I work relationally, meaning our relationship is part of the therapy—not something outside it. I pay close attention to what emerges between us in the room: emotion, silence, tension, retreat, contact. These moments can tell us more than words alone.

My style is grounded, collaborative, and body-aware. I’m not here to interpret or analyse from a distance—I’m alongside you. Together, we might notice what happens when you speak, when you feel, when you try to connect. We might explore what’s missing or defended against. What’s overwhelming, or out of reach. What’s aching to be heard.

Gestalt therapy sees symptoms not as pathology to be fixed, but as creative responses to life. I’m especially interested in how nervous system overwhelm, unmet relational needs, or early rupture shape the way we meet the world now. Sometimes we adapt by pulling away, sometimes by pushing through. Therapy is a space to experiment with other ways of being—with yourself, with me, and in your life.

There’s no pressure to get it right. We go at your pace, and we make space for what wants to emerge.

About Me

I’m a UKCP-registered Gestalt Psychotherapist offering a relational, embodied approach to therapy. I work with adults who feel overwhelmed, anxious, stuck, angry, or emotionally cut off—from themselves, from others, or from the life they want to live.
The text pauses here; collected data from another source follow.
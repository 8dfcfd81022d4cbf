//! Snapshot file format: a newline-terminated stream of JSON `Record`s.

use crate::error::{Error, Result};
use crate::ids::LineItemId;
use serde::{Deserialize, Serialize};
use std::fs::File;
use std::io::{BufReader, BufWriter, Write};
use std::path::Path;

/// Micro-currency units per display unit (1 unit = 10^-6 of the display currency).
pub const CURRENCY_UNIT: i64 = 1_000_000;

#[derive(Debug, Clone, Copy, PartialEq, Eq, Serialize, Deserialize)]
pub struct Record {
    pub line_item_id: LineItemId,
    pub daily_budget: i64,
}

/// Reads a snapshot file to end-of-stream, decoding each line as a `Record`.
///
/// Consumed sequentially; a decode failure anywhere aborts the whole load.
pub fn load_snapshot(path: impl AsRef<Path>) -> Result<Vec<Record>> {
    let file = File::open(path).map_err(|e| Error::Snapshot(e.to_string()))?;
    let reader = BufReader::new(file);
    let stream = serde_json::Deserializer::from_reader(reader).into_iter::<Record>();
    stream
        .collect::<std::result::Result<Vec<Record>, _>>()
        .map_err(|e| Error::Snapshot(e.to_string()))
}

/// Writes `count` randomly-generated records to `path`, one JSON object per line.
///
/// Used by the `pacer-snapshot` binary to produce test fixtures.
pub fn generate_snapshot(path: impl AsRef<Path>, count: usize) -> Result<Vec<Record>> {
    let file = File::create(path)?;
    let mut writer = BufWriter::new(file);
    let mut records = Vec::with_capacity(count);
    for _ in 0..count {
        let record = Record {
            line_item_id: LineItemId::new(),
            daily_budget: (rand::random::<u32>() as i64) * CURRENCY_UNIT / 100,
        };
        serde_json::to_writer(&mut writer, &record)?;
        writer.write_all(b"\n")?;
        records.push(record);
    }
    writer.flush()?;
    Ok(records)
}
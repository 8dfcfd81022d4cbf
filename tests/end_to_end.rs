//! End-to-end exercise of the full stack (snapshot -> controller -> two
//! bidders) over the in-memory broker, mirroring spec scenario 6.

use pacer::bidder::Bidder;
use pacer::broker::{Broker, InMemoryBroker};
use pacer::config::Config;
use pacer::controller::Controller;
use pacer::ids::LineItemId;
use pacer::snapshot::Record;
use std::io::Write;
use std::sync::Arc;
use std::time::Duration;
use tokio::sync::Mutex;

fn snapshot_file(records: &[Record]) -> tempfile::NamedTempFile {
    let mut file = tempfile::NamedTempFile::new().unwrap();
    for record in records {
        writeln!(file, "{}", serde_json::to_string(record).unwrap()).unwrap();
    }
    file
}

#[tokio::test]
async fn two_bidders_split_a_line_items_budget() {
    let broker = Arc::new(InMemoryBroker::new());
    let id = LineItemId::new();
    let snapshot = snapshot_file(&[Record {
        line_item_id: id,
        daily_budget: 6 * 1440,
    }]);

    let config = Config {
        announce_period: Duration::from_millis(2),
        observer_ttl: Duration::from_millis(30),
        dispatch_period: Duration::from_millis(2),
        ..Config::default()
    };

    let controller = Controller::start(Arc::clone(&broker), &config, snapshot.path())
        .await
        .unwrap();

    let bob_fragments = Arc::new(Mutex::new(Vec::new()));
    let charlie_fragments = Arc::new(Mutex::new(Vec::new()));
    let bob_sink = Arc::clone(&bob_fragments);
    let charlie_sink = Arc::clone(&charlie_fragments);

    let bob = Bidder::start(Arc::clone(&broker), &config, move |fragments| {
        let sink = Arc::clone(&bob_sink);
        tokio::spawn(async move { sink.lock().await.push(fragments) });
    })
    .await
    .unwrap();
    let charlie = Bidder::start(Arc::clone(&broker), &config, move |fragments| {
        let sink = Arc::clone(&charlie_sink);
        tokio::spawn(async move { sink.lock().await.push(fragments) });
    })
    .await
    .unwrap();

    // Give both bidders time to announce and the dispatcher time to tick.
    tokio::time::sleep(Duration::from_millis(20)).await;

    assert!(controller.live_consumers().contains(&bob.address().to_string()));
    assert!(controller.live_consumers().contains(&charlie.address().to_string()));

    tokio::time::sleep(Duration::from_millis(10)).await;

    let bob_got = bob_fragments.lock().await;
    let charlie_got = charlie_fragments.lock().await;
    assert!(!bob_got.is_empty());
    assert!(!charlie_got.is_empty());
    assert_eq!(bob_got.last().unwrap()[&id], 3);
    assert_eq!(charlie_got.last().unwrap()[&id], 3);

    charlie.stop().await;
    bob.stop().await;
    controller.shutdown().await;
}

#[tokio::test]
async fn consumer_that_stops_announcing_drops_out_of_membership() {
    let broker = Arc::new(InMemoryBroker::new());
    let observer = pacer::observer::Observer::start(
        Arc::clone(&broker),
        "announcements",
        Duration::from_millis(4),
    )
    .await
    .unwrap();

    let bob = pacer::announcer::Announcer::start(
        Arc::clone(&broker),
        broker.new_inbox(),
        "announcements",
        Duration::from_millis(1),
    )
    .unwrap();
    tokio::time::sleep(Duration::from_millis(2)).await;
    assert_eq!(observer.consumers(), vec![bob.address().to_string()]);

    bob.stop().await;
    tokio::time::sleep(Duration::from_millis(10)).await;
    assert!(observer.consumers().is_empty());
}
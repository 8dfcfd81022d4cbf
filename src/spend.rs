//! Per-line-item cumulative realized spend. Populated by an external
//! feedback path (bidding outcomes) outside the scope of this crate; read by
//! the workload splitter.

use crate::ids::LineItemId;
use dashmap::DashMap;

#[derive(Default)]
pub struct Spend {
    inner: DashMap<LineItemId, i64>,
}

impl Spend {
    pub fn new() -> Self {
        Self::default()
    }

    /// Returns 0 for a line item with no recorded spend.
    pub fn get(&self, id: LineItemId) -> i64 {
        self.inner.get(&id).map(|v| *v).unwrap_or(0)
    }

    /// Overwrites the cumulative spend for a line item. The entrypoint for
    /// the external feedback collaborator; not invoked by anything in this
    /// crate's own tick loop.
    pub fn set(&self, id: LineItemId, value: i64) {
        self.inner.insert(id, value);
    }

    /// Adds to the cumulative spend for a line item.
    pub fn add(&self, id: LineItemId, delta: i64) {
        *self.inner.entry(id).or_insert(0) += delta;
    }
}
At the heart of my work is an interest in how we make contact—how we relate to others, to our emotions, to our bodies, and to parts of ourselves that may feel disowned or out of reach. My clinical and research focus is on difference at the contact boundary: how we negotiate identity, regulation, and connection when meeting feels uncertain, unsafe, or disrupted.

I offer a space to explore these tensions with compassion and curiosity—to support meaningful change through deepening awareness, rather than surface fixes.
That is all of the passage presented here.